# Dumb Napoleonic Ideas Are Dumb?



## Algorithm-Dude (Jul 26, 2015)

Yo. I was just sitting here doing nothing when a SUPED DAMNED HYPER BRIGHT (actually not) idea cams to my circuits. What if we make a big compilation all together? Like. One (full and acceptable) track from everyone-who-wants-to, then ordered and tagged (by me) and loaded to special... i dunno, FAF Sound Team, or somewhat, bandcamp page, where it'll sit and be downloaded for free BUT no name your price (also by be)?
Then there can be some really cool stuff like album artwork containing our sonas' arts, and art pack as a bonus, Big Links List and so on... but as for now, i wanna know if someone wants to participate~ if enough people gather - here we go? (if more then enough - i will think about limiting the places in the compile and making this a little competition). So?
PLUR


----------



## BagelRabbit (Jul 27, 2015)

Personally, I'm game. I don't see any reason why not to, as I'm new and I need all the publicity I can get. 

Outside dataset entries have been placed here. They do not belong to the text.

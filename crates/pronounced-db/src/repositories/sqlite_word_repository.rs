//! `SQLite` implementation of the `WordRepository` trait.

use async_trait::async_trait;
use chrono::Utc;
use sqlx::SqlitePool;
use uuid::Uuid;

use pronounced_core::{NewWord, RepositoryError, Word, WordId, WordRepository};

use super::row_mappers::{WORD_SELECT_COLUMNS, format_timestamp, row_to_word, storage_error};

/// `SQLite` implementation of the `WordRepository` trait.
pub struct SqliteWordRepository {
    pool: SqlitePool,
}

impl SqliteWordRepository {
    /// Create a new `SQLite` word repository.
    pub const fn new(pool: SqlitePool) -> Self {
        Self { pool }
    }
}

#[async_trait]
impl WordRepository for SqliteWordRepository {
    async fn list_by_owner(&self, owner_id: Uuid) -> Result<Vec<Word>, RepositoryError> {
        let sql = format!(
            "SELECT {WORD_SELECT_COLUMNS} FROM words WHERE owner_id = ? \
             ORDER BY created_at DESC, rowid DESC"
        );
        let rows = sqlx::query(&sql)
            .bind(owner_id.to_string())
            .fetch_all(&self.pool)
            .await
            .map_err(storage_error)?;

        rows.iter().map(row_to_word).collect()
    }

    async fn get(&self, owner_id: Uuid, id: WordId) -> Result<Word, RepositoryError> {
        let sql = format!("SELECT {WORD_SELECT_COLUMNS} FROM words WHERE id = ? AND owner_id = ?");
        let row = sqlx::query(&sql)
            .bind(id.to_string())
            .bind(owner_id.to_string())
            .fetch_optional(&self.pool)
            .await
            .map_err(storage_error)?
            .ok_or_else(|| RepositoryError::NotFound(format!("Word with ID {id}")))?;

        row_to_word(&row)
    }

    async fn insert(&self, owner_id: Uuid, word: &NewWord) -> Result<Word, RepositoryError> {
        let now = Utc::now();
        let stored = Word {
            id: Uuid::new_v4(),
            text: word.text.clone(),
            sentence: word.sentence.clone(),
            is_favorite: false,
            owner_id,
            created_at: now,
            updated_at: now,
        };
        let ts = format_timestamp(now);

        sqlx::query(
            "INSERT INTO words (id, owner_id, text, sentence, is_favorite, created_at, updated_at) \
             VALUES (?, ?, ?, ?, 0, ?, ?)",
        )
        .bind(stored.id.to_string())
        .bind(owner_id.to_string())
        .bind(&stored.text)
        .bind(&stored.sentence)
        .bind(&ts)
        .bind(&ts)
        .execute(&self.pool)
        .await
        .map_err(|e| match e {
            sqlx::Error::Database(db) if db.is_check_violation() => {
                RepositoryError::Constraint(db.message().to_string())
            }
            other => storage_error(other),
        })?;

        // Round-trip through storage precision so callers see what a reload returns.
        self.get(owner_id, stored.id).await
    }

    async fn update(&self, word: &Word) -> Result<(), RepositoryError> {
        let result = sqlx::query(
            "UPDATE words SET text = ?, sentence = ?, is_favorite = ?, updated_at = ? \
             WHERE id = ? AND owner_id = ?",
        )
        .bind(&word.text)
        .bind(&word.sentence)
        .bind(i64::from(word.is_favorite))
        .bind(format_timestamp(word.updated_at))
        .bind(word.id.to_string())
        .bind(word.owner_id.to_string())
        .execute(&self.pool)
        .await
        .map_err(storage_error)?;

        if result.rows_affected() == 0 {
            return Err(RepositoryError::NotFound(format!("Word with ID {}", word.id)));
        }
        Ok(())
    }

    async fn delete(&self, owner_id: Uuid, id: WordId) -> Result<(), RepositoryError> {
        let result = sqlx::query("DELETE FROM words WHERE id = ? AND owner_id = ?")
            .bind(id.to_string())
            .bind(owner_id.to_string())
            .execute(&self.pool)
            .await
            .map_err(storage_error)?;

        if result.rows_affected() == 0 {
            return Err(RepositoryError::NotFound(format!("Word with ID {id}")));
        }
        Ok(())
    }
}
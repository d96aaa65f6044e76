//! Silent backend that simulates speaking time.

use std::sync::Arc;
use std::time::Duration;

use pronounced_core::{CompletionCallback, SpeechBackend, SpeechOutcome, Utterance};
use tokio::runtime::Handle;

use super::InFlight;

/// Fixed overhead per utterance.
const BASE_DURATION: Duration = Duration::from_millis(250);

/// Speaking time per character at rate 1.0, in milliseconds.
const PER_CHAR_MS: f64 = 60.0;

/// Backend that produces no audio.
///
/// Each utterance "plays" for a duration estimated from its length and rate,
/// which keeps pacing realistic when no synthesizer is installed.
#[derive(Debug, Default, Clone)]
pub struct SilentSpeechBackend {
    in_flight: Arc<InFlight>,
}

impl SilentSpeechBackend {
    #[must_use]
    pub fn new() -> Self {
        Self::default()
    }

    /// Estimated speaking time for `utterance`.
    #[must_use]
    #[allow(
        clippy::cast_possible_truncation,
        clippy::cast_precision_loss,
        clippy::cast_sign_loss
    )]
    pub fn estimate(utterance: &Utterance) -> Duration {
        let chars = utterance.text.chars().count() as f64;
        let rate = if utterance.rate.is_finite() && utterance.rate > 0.0 {
            f64::from(utterance.rate)
        } else {
            1.0
        };
        let speaking = (PER_CHAR_MS * chars / rate).round() as u64;
        BASE_DURATION + Duration::from_millis(speaking)
    }
}

impl SpeechBackend for SilentSpeechBackend {
    fn speak(&self, utterance: Utterance, on_done: CompletionCallback) {
        let Ok(handle) = Handle::try_current() else {
            on_done(SpeechOutcome::Failed("no async runtime".into()));
            return;
        };

        let duration = Self::estimate(&utterance);
        let (id, stop) = self.in_flight.begin();
        let in_flight = Arc::clone(&self.in_flight);
        handle.spawn(async move {
            let outcome = tokio::select! {
                () = tokio::time::sleep(duration) => SpeechOutcome::Finished,
                _ = stop => SpeechOutcome::Interrupted,
            };
            in_flight.finish(id);
            on_done(outcome);
        });
    }

    fn cancel_all(&self) {
        self.in_flight.cancel();
    }

    fn name(&self) -> &'static str {
        "silent"
    }
}

#[cfg(test)]
mod tests {
    use super::*;
    use crate::signal::completion_pair;

    #[test]
    fn test_estimate_scales_with_rate() {
        let normal = SilentSpeechBackend::estimate(&Utterance::new("hello", 1.0, 1.0));
        let fast = SilentSpeechBackend::estimate(&Utterance::new("hello", 2.0, 1.0));
        assert_eq!(normal, Duration::from_millis(550));
        assert_eq!(fast, Duration::from_millis(400));
    }

    #[tokio::test(start_paused = true)]
    async fn test_utterance_finishes() {
        let backend = SilentSpeechBackend::new();
        let (done, completion) = completion_pair();
        backend.speak(Utterance::new("cat", 1.0, 1.0), done);
        assert_eq!(completion.await, SpeechOutcome::Finished);
    }

    #[tokio::test(start_paused = true)]
    async fn test_cancel_interrupts() {
        let backend = SilentSpeechBackend::new();
        let (done, completion) = completion_pair();
        backend.speak(Utterance::new("a long sentence", 1.0, 1.0), done);
        backend.cancel_all();
        assert_eq!(completion.await, SpeechOutcome::Interrupted);
    }

    #[tokio::test(start_paused = true)]
    async fn test_new_utterance_interrupts_previous() {
        let backend = SilentSpeechBackend::new();
        let (first_done, first) = completion_pair();
        let (second_done, second) = completion_pair();
        backend.speak(Utterance::new("first", 1.0, 1.0), first_done);
        backend.speak(Utterance::new("second", 1.0, 1.0), second_done);
        assert_eq!(first.await, SpeechOutcome::Interrupted);
        assert_eq!(second.await, SpeechOutcome::Finished);
    }

    #[test]
    fn test_speak_without_runtime_fails() {
        let backend = SilentSpeechBackend::new();
        let outcome = std::sync::Arc::new(std::sync::Mutex::new(None));
        let seen = outcome.clone();
        backend.speak(
            Utterance::new("cat", 1.0, 1.0),
            Box::new(move |o| *seen.lock().unwrap() = Some(o)),
        );
        assert!(matches!(
            outcome.lock().unwrap().take(),
            Some(SpeechOutcome::Failed(_))
        ));
    }
}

Would there be any restrictions as to genres, lengths, etc.?

-Bagel


----------



## Algorithm-Dude (Jul 28, 2015)

Well, personally I am the one who make experimental electronic music, and at first i thought i'd make it all-electronic. But as I see, there are a lot of different-styled people here. So:

Style: free, but NO 'i took my phone and recorded me playing guitar and singing'. the funny-stupid-short-stuff is acceptable i suppose~

Covers/remixes: prohibited

Length: 10 secs to 100 mins, lol. Just as one wishes to. (my own track will last 30 seconds and will be consisting mainly of PINGAS and 1000bpm kicks)

Works: max 2 per artist

...

anybody else?


----------



## BagelRabbit (Jul 28, 2015)

I'm currently working on my first track. It's a... thing. I'm not sure whether it's orchestral or _some_thing, but it's a bit different. And I like it that way.

I've uploaded a rough pass at it here. Let me know whether it would be suitable so far 

-Bagel


----------



## Algorithm-Dude (Jul 30, 2015)

Seems to me, no one except for us two wants to participate. Alrighty then~


----------